The colour of the sea is like that found on an early seaside photograph which has been colour treated – not unpleasant, but not quite blue. There has been a steely quality to the tone of the water inspite of the fact that most of the day has been bathed in glorious sunshine.
We have had the sort of weather where sunburn could strip the flesh from your bones: very hot with a stiff breeze coming off the sea so you don’t notice the temperature. You could actually see people turning that light, slightly watery looking pink which is my favourite colour for very good, very fresh, barely cooked meat. Not something you are likely to find in Spain unless you ask for it; I appear to be in the midst of a country of ‘well done’ diners!
And 'well done' is the colour I am mimicking as the temptation to laze in the sunshine and make enough vitamin D to carry one through the winter becomes irresistible. Well, as I took every opportunity of reminding those I left behind in Wales when I first moved here, “it is on the beach after all!” Now that I think about it, it still sounds pretty good!
But next week will be no time for lazing about. Toni has to continue the paper trail that started as soon as he was sacked. With any luck this one will end up with a more substantial amount of money per week than he could every have expected to get in Britain – and it will give him time to look around for a job more suitable to his qualifications and interests that the one which quit him.
I too have much to do. The second part of my Campaign for Real Teaching in Schools That Have Sacked Me will continue with letters winging their way to various interesting destinations.
I will also have to contact my union again and work out the strategy for getting official bodies involved in making The Owner’s life just that little bit more difficult.

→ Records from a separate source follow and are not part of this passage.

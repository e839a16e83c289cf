//! Winner identity verification.

use crate::{Error, Result};
use lootpool_types::Pool;
use tracing::warn;

/// Allow iff the claimant exactly matches the identity recorded at win time.
///
/// Exact string equality on the stored value, no normalization. A pool with
/// no recorded winner denies everyone. Denials are logged with both
/// identities for the audit trail; the returned error carries neither, and no
/// claim-state detail, so a non-winner cannot probe whether the prize has
/// been claimed.
pub fn verify_winner(pool: &Pool, claimant: &str) -> Result<()> {
    match pool.recorded_winner.as_deref() {
        Some(winner) if winner == claimant => Ok(()),
        recorded => {
            warn!(
                pool_id = pool.id,
                claimant,
                recorded_winner = ?recorded,
                "claim denied: requester is not the recorded winner"
            );
            Err(Error::Forbidden)
        }
    }
}

#[cfg(test)]
mod tests {
    use super::*;
    use lootpool_types::RewardKind;

    fn pool(recorded_winner: Option<&str>) -> Pool {
        Pool {
            id: 1,
            tenant_id: None,
            name: "Test Pool".to_string(),
            recorded_winner: recorded_winner.map(str::to_string),
            reward_descriptor: "m".repeat(40),
            reward_kind: Some(RewardKind::NonFungible),
            settled: true,
        }
    }

    #[test]
    fn test_exact_match_allows() {
        assert!(verify_winner(&pool(Some("alice")), "alice").is_ok());
    }

    #[test]
    fn test_mismatch_denies() {
        assert!(matches!(
            verify_winner(&pool(Some("alice")), "bob"),
            Err(Error::Forbidden)
        ));
    }

    #[test]
    fn test_no_normalization() {
        assert!(matches!(
            verify_winner(&pool(Some("alice")), "Alice"),
            Err(Error::Forbidden)
        ));
        assert!(matches!(
            verify_winner(&pool(Some("alice")), "alice "),
            Err(Error::Forbidden)
        ));
    }

    #[test]
    fn test_unrecorded_winner_denies() {
        assert!(matches!(
            verify_winner(&pool(None), "alice"),
            Err(Error::Forbidden)
        ));
    }
}
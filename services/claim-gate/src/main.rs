use anyhow::Context;
use lootpool_claim_gate::{router, AppState, ClaimGateConfig};
use lootpool_gate::ClaimGate;
use lootpool_store::{MemoryStore, RedisStore, Store};
use std::net::SocketAddr;
use std::sync::Arc;
use tracing::{info, warn};

#[tokio::main]
async fn main() -> anyhow::Result<()> {
    tracing_subscriber::fmt::init();

    let config = ClaimGateConfig::from_env();
    let store: Arc<dyn Store> = match &config.redis_url {
        Some(url) => {
            info!(url = %url, "using redis store");
            Arc::new(
                RedisStore::new(url, config.redis_prefix.clone())
                    .context("invalid redis url")?,
            )
        }
        None => {
            warn!("CLAIM_GATE_REDIS_URL not set; using in-memory store");
            Arc::new(MemoryStore::new())
        }
    };

    let state = AppState::new(ClaimGate::new(store), &config);
    let app = router(state);

    let addr: SocketAddr = format!("{}:{}", config.host, config.port)
        .parse()
        .context("invalid listen addr")?;
    info!(%addr, "claim gate service listening");

    axum::serve(tokio::net::TcpListener::bind(addr).await?, app).await?;
    Ok(())
}
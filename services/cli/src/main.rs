//! Main entrypoint for the repeat-chat drill tool.
//!
//! This binary is responsible for:
//! 1. Loading configuration from the environment.
//! 2. Initializing logging.
//! 3. Wiring the dialogue service and speech backend.
//! 4. Running one interactive drill session.

mod config;
mod playback;
mod session;
mod speech;

use crate::config::Config;
use crate::playback::TerminalInput;
use crate::session::run_session;
use crate::speech::{OpenAiSpeaker, SilentSpeaker, Speaker};
use anyhow::Context;
use async_openai::config::OpenAIConfig;
use clap::Parser;
use repeat_chat_core::service::{DialogueOptions, OpenAiDialogueService};
use tracing::info;

/// Practice a spoken two-role dialogue, line by line.
#[derive(Parser, Debug)]
#[command(name = "repeat-chat", version, about)]
struct Cli {
    /// Scene for the dialogue, e.g. "at a hospital". Defaults to "at a café".
    scene: Option<String>,
}

#[tokio::main]
async fn main() -> anyhow::Result<()> {
    let cli = Cli::parse();
    let config = Config::from_env().context("Failed to load configuration")?;

    // Logs go to stderr so they never interleave with the drill text.
    tracing_subscriber::fmt()
        .with_max_level(config.log_level)
        .with_timer(tracing_subscriber::fmt::time::ChronoLocal::rfc_3339())
        .with_writer(std::io::stderr)
        .init();

    let openai_config = OpenAIConfig::new()
        .with_api_key(config.api_key.clone())
        .with_api_base(config.api_base.clone());

    let service = OpenAiDialogueService::new(openai_config.clone(), config.chat_model.clone());
    let speaker: Box<dyn Speaker> = if config.speech_enabled {
        Box::new(OpenAiSpeaker::new(
            openai_config,
            &config.tts_model,
            &config.tts_voice,
        ))
    } else {
        Box::new(SilentSpeaker)
    };

    let options = DialogueOptions {
        learner_language: config.learner_language.clone(),
        feedback_language: config.feedback_language.clone(),
        gloss_lines: config.gloss_lines,
        turns: config.dialogue_turns,
    };

    info!(
        model = %config.chat_model,
        learner = %config.learner_language,
        feedback = %config.feedback_language,
        speech = config.speech_enabled,
        "starting drill session"
    );

    let mut input = TerminalInput;
    let mut stdout = std::io::stdout();
    run_session(
        &service,
        speaker.as_ref(),
        &mut input,
        &mut stdout,
        cli.scene.as_deref(),
        &options,
    )
    .await
}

There is also the phoning of the school to discover if they have found the lone maverick lawyer who will say that black is white and agree with the administration of the school that the fraudulent contract that I was given was actually legal and tip top. It is a ‘nice’ legal point that the administration is making. I have to agree with them that the contract qua contract is indeed legal, but not for the job that I was doing inside the school.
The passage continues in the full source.